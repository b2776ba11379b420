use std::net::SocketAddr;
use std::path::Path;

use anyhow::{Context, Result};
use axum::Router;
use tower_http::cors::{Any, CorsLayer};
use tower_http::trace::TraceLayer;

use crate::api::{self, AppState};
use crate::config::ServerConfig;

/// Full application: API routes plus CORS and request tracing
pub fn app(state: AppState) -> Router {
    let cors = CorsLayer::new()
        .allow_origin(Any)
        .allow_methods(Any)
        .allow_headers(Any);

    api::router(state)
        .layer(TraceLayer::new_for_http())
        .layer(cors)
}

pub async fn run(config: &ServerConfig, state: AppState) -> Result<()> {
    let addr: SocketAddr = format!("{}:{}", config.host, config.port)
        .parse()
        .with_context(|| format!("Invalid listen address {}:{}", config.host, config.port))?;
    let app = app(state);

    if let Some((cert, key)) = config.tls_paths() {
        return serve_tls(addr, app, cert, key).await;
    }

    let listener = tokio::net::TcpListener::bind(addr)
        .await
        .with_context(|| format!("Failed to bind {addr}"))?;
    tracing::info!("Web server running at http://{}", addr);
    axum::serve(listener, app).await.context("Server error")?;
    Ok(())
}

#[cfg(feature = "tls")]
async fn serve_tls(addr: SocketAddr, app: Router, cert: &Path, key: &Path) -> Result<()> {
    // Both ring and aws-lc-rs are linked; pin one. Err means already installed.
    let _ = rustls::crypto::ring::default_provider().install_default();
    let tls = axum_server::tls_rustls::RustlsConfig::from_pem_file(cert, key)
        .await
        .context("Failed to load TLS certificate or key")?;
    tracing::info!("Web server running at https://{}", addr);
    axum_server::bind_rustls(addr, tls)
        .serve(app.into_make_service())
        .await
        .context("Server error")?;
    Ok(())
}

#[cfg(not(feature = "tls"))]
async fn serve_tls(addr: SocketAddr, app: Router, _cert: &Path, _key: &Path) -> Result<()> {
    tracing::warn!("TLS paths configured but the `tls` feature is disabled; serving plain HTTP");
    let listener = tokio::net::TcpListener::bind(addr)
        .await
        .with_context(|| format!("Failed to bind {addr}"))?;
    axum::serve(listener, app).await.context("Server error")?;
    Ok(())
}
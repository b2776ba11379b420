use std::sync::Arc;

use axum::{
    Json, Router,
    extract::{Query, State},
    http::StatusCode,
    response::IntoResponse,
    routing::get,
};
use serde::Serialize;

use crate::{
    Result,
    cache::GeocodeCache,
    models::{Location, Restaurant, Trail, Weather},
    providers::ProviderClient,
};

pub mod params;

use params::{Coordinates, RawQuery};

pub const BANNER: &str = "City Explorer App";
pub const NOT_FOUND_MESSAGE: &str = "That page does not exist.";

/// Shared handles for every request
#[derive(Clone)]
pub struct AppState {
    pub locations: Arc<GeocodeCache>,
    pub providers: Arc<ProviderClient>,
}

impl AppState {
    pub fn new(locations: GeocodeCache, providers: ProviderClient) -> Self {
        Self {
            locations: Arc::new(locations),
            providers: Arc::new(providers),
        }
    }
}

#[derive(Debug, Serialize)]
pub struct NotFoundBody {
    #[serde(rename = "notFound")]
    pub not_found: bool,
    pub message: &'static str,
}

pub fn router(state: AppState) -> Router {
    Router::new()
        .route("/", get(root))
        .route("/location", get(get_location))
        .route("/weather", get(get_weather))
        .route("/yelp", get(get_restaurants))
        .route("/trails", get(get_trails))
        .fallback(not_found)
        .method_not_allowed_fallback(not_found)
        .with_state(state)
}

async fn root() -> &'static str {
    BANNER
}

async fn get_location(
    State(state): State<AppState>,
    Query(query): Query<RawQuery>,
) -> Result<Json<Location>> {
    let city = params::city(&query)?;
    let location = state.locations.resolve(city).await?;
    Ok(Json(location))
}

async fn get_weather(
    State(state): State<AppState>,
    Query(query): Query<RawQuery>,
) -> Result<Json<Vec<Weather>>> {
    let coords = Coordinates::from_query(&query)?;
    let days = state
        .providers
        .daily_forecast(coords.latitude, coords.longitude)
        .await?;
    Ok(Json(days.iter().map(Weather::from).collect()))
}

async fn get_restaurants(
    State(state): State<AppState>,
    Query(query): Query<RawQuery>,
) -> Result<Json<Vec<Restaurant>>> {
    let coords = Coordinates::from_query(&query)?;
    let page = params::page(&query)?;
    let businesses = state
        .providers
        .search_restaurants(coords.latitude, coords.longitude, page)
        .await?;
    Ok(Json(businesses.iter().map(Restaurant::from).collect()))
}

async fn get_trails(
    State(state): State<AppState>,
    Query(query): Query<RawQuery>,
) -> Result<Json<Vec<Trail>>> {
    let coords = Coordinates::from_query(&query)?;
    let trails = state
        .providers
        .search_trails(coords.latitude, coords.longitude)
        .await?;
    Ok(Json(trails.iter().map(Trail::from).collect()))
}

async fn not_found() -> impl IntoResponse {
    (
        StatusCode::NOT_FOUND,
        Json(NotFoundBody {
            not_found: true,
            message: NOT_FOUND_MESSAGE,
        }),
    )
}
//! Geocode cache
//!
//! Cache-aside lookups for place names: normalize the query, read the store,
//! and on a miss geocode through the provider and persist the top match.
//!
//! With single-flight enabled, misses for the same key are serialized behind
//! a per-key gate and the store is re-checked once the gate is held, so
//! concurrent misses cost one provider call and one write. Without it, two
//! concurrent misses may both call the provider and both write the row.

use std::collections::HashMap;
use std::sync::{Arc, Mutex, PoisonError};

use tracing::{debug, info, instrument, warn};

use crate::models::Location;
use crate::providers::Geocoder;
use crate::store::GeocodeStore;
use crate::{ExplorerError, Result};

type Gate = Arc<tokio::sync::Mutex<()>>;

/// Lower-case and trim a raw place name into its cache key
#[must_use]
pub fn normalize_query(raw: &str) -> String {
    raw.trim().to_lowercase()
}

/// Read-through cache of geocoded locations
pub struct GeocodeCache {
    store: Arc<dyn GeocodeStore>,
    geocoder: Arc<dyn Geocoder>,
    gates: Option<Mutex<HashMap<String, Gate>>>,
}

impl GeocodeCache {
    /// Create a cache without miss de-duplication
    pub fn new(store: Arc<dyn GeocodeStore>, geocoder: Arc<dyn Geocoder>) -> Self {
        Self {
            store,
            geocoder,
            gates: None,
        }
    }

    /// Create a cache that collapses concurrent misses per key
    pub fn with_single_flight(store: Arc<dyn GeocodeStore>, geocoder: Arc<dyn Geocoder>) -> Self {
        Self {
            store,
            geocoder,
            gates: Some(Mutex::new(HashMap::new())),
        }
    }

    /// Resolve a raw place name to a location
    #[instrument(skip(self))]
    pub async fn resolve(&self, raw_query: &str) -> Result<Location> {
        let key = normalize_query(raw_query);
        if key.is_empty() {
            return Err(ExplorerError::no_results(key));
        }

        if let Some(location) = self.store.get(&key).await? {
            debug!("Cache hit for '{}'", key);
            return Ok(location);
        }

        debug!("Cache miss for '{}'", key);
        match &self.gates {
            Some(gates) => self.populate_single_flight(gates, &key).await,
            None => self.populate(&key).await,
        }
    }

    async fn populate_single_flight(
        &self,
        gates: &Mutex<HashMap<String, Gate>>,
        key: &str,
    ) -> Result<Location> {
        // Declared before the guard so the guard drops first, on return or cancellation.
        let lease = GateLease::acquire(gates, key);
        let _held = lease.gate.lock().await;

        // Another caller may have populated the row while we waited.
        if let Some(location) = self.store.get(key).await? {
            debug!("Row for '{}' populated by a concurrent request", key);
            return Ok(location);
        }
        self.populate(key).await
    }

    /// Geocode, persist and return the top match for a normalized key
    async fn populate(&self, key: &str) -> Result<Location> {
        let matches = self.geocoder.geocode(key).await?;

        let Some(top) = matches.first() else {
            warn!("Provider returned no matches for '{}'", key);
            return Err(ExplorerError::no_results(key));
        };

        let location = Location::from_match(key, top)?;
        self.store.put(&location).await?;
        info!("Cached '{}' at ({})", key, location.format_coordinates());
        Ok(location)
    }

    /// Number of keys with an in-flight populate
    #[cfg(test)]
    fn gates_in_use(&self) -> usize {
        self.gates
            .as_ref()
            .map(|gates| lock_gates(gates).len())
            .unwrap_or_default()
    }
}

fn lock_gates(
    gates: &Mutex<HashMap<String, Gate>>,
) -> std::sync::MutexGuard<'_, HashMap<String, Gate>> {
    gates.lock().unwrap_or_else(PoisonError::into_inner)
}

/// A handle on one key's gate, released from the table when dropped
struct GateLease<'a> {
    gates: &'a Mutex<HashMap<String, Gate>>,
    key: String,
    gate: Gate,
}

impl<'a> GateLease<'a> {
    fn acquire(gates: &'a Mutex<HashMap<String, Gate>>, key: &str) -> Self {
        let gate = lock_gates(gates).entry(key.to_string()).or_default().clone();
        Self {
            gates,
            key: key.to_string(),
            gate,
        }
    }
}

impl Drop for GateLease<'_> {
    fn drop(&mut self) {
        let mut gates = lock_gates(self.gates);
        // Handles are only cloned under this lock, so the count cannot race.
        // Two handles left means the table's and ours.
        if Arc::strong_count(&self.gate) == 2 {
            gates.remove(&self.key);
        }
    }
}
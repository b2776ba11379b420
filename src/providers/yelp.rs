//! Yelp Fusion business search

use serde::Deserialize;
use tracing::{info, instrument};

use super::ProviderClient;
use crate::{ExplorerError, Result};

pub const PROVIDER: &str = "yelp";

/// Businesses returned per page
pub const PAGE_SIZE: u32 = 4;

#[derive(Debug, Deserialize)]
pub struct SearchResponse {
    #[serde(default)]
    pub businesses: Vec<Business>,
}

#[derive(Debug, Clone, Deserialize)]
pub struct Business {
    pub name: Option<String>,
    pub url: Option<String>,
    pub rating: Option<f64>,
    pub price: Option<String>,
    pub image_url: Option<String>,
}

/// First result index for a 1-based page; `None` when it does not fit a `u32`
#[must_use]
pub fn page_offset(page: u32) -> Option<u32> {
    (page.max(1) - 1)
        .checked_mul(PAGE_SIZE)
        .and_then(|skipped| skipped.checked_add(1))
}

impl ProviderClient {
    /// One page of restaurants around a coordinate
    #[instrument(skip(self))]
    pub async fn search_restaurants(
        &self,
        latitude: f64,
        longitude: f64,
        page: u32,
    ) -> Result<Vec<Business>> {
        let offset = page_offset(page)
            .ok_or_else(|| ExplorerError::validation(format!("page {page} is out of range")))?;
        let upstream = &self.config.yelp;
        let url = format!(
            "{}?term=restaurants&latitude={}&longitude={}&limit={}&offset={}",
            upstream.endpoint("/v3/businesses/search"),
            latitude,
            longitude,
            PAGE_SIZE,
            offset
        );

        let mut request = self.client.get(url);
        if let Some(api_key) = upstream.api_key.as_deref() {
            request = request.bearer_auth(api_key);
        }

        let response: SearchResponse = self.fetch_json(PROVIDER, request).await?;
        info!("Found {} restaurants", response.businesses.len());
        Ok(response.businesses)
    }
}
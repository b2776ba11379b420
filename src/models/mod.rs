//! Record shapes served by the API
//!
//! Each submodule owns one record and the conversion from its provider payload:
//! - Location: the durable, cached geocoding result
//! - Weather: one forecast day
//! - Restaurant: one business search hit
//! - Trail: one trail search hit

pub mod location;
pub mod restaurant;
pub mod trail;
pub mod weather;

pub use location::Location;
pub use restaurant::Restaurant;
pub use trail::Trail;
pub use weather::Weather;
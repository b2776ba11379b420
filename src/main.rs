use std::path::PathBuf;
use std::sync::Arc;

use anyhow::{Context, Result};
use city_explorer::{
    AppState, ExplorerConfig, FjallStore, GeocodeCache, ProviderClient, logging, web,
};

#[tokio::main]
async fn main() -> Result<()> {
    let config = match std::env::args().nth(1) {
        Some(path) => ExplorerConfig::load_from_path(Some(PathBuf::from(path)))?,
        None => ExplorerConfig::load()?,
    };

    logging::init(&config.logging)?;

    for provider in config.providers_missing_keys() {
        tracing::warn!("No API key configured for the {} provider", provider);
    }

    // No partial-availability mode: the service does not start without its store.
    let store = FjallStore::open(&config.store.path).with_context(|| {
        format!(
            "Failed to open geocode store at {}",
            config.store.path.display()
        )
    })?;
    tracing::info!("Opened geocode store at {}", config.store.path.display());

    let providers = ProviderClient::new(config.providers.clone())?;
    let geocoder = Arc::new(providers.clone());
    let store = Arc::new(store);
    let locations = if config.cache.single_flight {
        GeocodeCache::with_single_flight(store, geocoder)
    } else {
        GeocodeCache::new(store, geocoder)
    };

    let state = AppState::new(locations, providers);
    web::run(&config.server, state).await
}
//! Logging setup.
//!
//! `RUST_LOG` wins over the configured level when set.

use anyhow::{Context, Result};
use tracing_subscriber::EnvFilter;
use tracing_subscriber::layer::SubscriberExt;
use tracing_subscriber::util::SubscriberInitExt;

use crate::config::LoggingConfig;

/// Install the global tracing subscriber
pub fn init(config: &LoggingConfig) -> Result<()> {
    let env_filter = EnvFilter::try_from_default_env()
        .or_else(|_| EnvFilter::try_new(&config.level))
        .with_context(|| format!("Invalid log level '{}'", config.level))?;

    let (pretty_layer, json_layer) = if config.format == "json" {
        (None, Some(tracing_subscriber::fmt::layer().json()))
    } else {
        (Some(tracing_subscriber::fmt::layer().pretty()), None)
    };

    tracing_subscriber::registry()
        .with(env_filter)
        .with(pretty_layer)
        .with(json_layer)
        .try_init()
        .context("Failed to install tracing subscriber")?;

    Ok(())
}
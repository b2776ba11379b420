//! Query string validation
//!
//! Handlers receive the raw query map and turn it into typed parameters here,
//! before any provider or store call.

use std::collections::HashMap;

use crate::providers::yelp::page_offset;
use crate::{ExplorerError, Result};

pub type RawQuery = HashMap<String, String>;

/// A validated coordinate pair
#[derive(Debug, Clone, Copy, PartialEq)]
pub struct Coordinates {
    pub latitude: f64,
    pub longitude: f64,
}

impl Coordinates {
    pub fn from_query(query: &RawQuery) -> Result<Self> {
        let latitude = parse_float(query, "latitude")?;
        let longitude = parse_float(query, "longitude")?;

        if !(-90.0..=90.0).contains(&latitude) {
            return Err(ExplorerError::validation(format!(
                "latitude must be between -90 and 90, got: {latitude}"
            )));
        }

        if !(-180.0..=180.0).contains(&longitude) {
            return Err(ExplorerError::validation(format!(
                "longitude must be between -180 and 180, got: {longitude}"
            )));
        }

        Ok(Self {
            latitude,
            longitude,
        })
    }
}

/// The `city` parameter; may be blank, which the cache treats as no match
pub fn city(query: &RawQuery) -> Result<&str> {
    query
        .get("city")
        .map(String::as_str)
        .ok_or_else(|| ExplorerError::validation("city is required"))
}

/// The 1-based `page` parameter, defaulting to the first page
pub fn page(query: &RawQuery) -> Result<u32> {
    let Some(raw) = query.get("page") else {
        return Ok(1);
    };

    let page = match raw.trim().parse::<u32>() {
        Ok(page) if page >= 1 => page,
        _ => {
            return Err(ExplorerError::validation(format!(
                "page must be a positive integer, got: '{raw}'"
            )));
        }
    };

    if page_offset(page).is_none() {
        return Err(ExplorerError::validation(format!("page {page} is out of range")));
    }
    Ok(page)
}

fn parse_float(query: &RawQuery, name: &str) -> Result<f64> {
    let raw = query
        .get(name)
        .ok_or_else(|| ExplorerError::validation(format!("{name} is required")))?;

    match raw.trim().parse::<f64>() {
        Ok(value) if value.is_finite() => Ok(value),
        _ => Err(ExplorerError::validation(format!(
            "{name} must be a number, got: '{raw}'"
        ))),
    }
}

━━━━━━

Your goal: Extract every line containing the string "FjallStore" from the material.

Exercise solution:
    AppState, ExplorerConfig, FjallStore, GeocodeCache, ProviderClient, logging, web,
    let store = FjallStore::open(&config.store.path).with_context(|| {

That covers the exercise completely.